REVIEW: The F Word
A few years ago the romantic comedy seemed like it was on life support, suffering from a bad case of the Katherine Heigls. The once proud genre had succumbed to predictability with witless stories and characters direct from Central Casting. The term rom com became an anti-selling point to audiences tired of the same old Barrymore Method© rom com design—unlikely couple meets, falls in love, overcomes obstacles, breaks up and… well, I’m not going to give away the ending but if you don’t know it already then either you don’t have a romantic bone in your body or you’ve never seen a Drew Barrymore (or Kristen Bell or Kate Hudson or Jennifer Aniston) movie.
Then, little by little, filmmakers began to chip away at the formula, making rom coms with a twist. There was a “Warm Bodies,” a zombie rom com and Joseph Gordon-Levitt’s one-two punch “500 Days of Summer” and “Don Jon,” among others. Now there’s “The F Word,” a fresh and funny take on romance and the nature of love.

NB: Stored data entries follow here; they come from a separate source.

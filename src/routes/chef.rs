use axum::{
    Json,
    extract::{State, rejection::JsonRejection},
    http::StatusCode,
    response::{IntoResponse, Response},
};
use serde_json::json;

use crate::error::AppError;
use crate::llm::ChatMessage;
use crate::models::{AppState, ChefReply, ChefRequest};

const NO_CONTEXT: &str = "No dish context provided.";

/// Relay a conversation to the model under the chef persona. A blank model
/// reply is relayed as `{ "reply": "" }`.
pub async fn chat(
    State(state): State<AppState>,
    payload: Result<Json<ChefRequest>, JsonRejection>,
) -> Response {
    let req = match payload {
        Ok(Json(req)) => req,
        Err(e) => {
            return AppError::bad_request(format!("Invalid request body: {}", e.body_text()))
                .into_response();
        }
    };

    let messages = persona_messages(&state.config.system_prompt_chef, req);

    match state
        .llm
        .chat_reply(
            &state.http,
            &messages,
            0.7,
            state.config.identify_timeout(),
            None,
        )
        .await
    {
        Ok(reply) => Json(ChefReply { reply }).into_response(),
        Err(e) => {
            tracing::error!(error = %e, "chef chat failed");
            (
                StatusCode::INTERNAL_SERVER_ERROR,
                Json(json!({ "error": "GPT failed" })),
            )
                .into_response()
        }
    }
}

/// Persona system message (with the dish context) followed by the client's messages.
#[must_use]
pub fn persona_messages(persona: &str, req: ChefRequest) -> Vec<ChatMessage> {
    let context = req
        .context
        .as_deref()
        .map(str::trim)
        .filter(|c| !c.is_empty())
        .unwrap_or(NO_CONTEXT);

    let mut out = Vec::with_capacity(req.messages.len() + 1);
    out.push(ChatMessage::system(format!("{persona}\nContext: {context}")));
    out.extend(req.messages);
    out
}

Called “What If” in the United States where the “F Word” title was seen as too salacious, (in the movie the “F” stands for friend), it’s the story of Wallace (Daniel Radcliffe), a loser in love who meets Chandry (Zoe Kazan), the girl of his dreams, at a party. She’s charming, pretty, funny and has a live-in boyfriend. Like Harry and Sally before them, they must discover if men and women can just be friends.
Enchanting, whimsical and sweet are words I could use to describe “The F Word,” and the film earns each and every one, but it is also more than that.

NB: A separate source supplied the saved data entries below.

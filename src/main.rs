use clap::Parser;
use tokio::net::TcpListener;

use dishlens::{
    AppState, build_app,
    config::{Cli, Commands, Config, SignArgs},
    logging::init_logging,
};

#[tokio::main]
async fn main() -> anyhow::Result<()> {
    // Both files are optional; values already in the environment win.
    dotenv::dotenv().ok();
    dotenv::from_filename("secrets.env").ok();

    let cli = Cli::parse();

    if let Some(command) = cli.command {
        return handle_command(command, &cli.config);
    }

    let config = cli.config;

    // Keep guard alive so file logger flushes correctly
    let _log_guards = init_logging(&config);

    log_config(&config);

    let state = AppState::from_config(config.clone())?;
    let app = build_app(state);

    let listener = TcpListener::bind(config.bind).await?;
    tracing::info!("listening on {}", listener.local_addr()?);
    axum::serve(listener, app).await?;
    Ok(())
}

fn set_or_not(v: Option<&str>) -> &'static str {
    if v.is_some_and(|k| !k.trim().is_empty()) {
        "<set>"
    } else {
        "<not set>"
    }
}

fn log_config(config: &Config) {
    tracing::info!("=== Configuration ===");
    tracing::info!("Bind address: {}", config.bind);
    tracing::info!("Log file: {}", config.log_file.display());
    tracing::info!("LLM API key: {}", set_or_not(config.openai_api_key.as_deref()));
    tracing::info!("LLM model: {}", config.llm_model);
    tracing::info!("LLM API URL: {}", config.llm_api_url);
    tracing::info!("Cloudinary cloud: {}", config.cloudinary_cloud_name);
    tracing::info!(
        "Cloudinary API key: {}",
        set_or_not(Some(config.cloudinary_api_key.as_str()))
    );
    tracing::info!(
        "Cloudinary API secret: {}",
        set_or_not(Some(config.cloudinary_api_secret.as_str()))
    );
    tracing::info!("Asset API URL: {}", config.asset_api_url);
    tracing::info!("Upload folder: {}", config.upload_folder);
    tracing::info!("Scratch dir: {}", config.scratch_dir().display());
    tracing::info!("Max body: {} MiB", config.max_body_mb);
    tracing::info!(
        "Timeouts: identify {}s, recipe {}s, upload {}s",
        config.identify_timeout_secs,
        config.recipe_timeout_secs,
        config.upload_timeout_secs
    );
    tracing::info!("====================");

    if config.openai_api_key.as_deref().is_none_or(|k| k.trim().is_empty()) {
        tracing::warn!("No LLM API key configured; every inference step will fall back");
    }
    if config.cloudinary_api_secret.is_empty() {
        tracing::warn!("No Cloudinary secret configured; uploads will fail and signature requests are refused");
    }
}

fn handle_command(command: Commands, config: &Config) -> anyhow::Result<()> {
    match command {
        Commands::Sign(args) => print_signature(&args, config),
    }
}

fn print_signature(args: &SignArgs, config: &Config) -> anyhow::Result<()> {
    if config.cloudinary_api_secret.is_empty() {
        anyhow::bail!("CLOUDINARY_API_SECRET is not set");
    }

    let timestamp = args
        .timestamp
        .clone()
        .unwrap_or_else(|| chrono::Utc::now().timestamp().to_string());

    let assets = dishlens::cloudinary::AssetHost::from_config(config);
    let signature =
        assets.sign_direct_upload(&args.folder, &args.public_id, &timestamp, &args.upload_preset);

    println!("timestamp: {timestamp}");
    println!("signature: {signature}");
    println!("api_key:   {}", config.cloudinary_api_key);
    println!("cloud:     {}", config.cloudinary_cloud_name);
    Ok(())
}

Director Michael Dowse doesn’t allow the tone to get sugary and slip into saccharine mode. He’s aided by a smart and funny script by Elan Mastai, but it’s Radcliffe and Kazan that draw us in. The pair has chemistry to burn and their conversations have a ring of truth that doesn’t feel contrived or rom commy.
They’re supported by an able cast, including Megan Park in a star-making turn as Chantry’s promiscuous sister and “Girl’s” alum Adam Driver as Wallace’s best friend Allan.
“The F Word” is a persuasive attempt to reclaim the rom com from the Barrymore Method© and bring back the golden years when Harry could still meet Sally without all the annoying Heiglisms in between.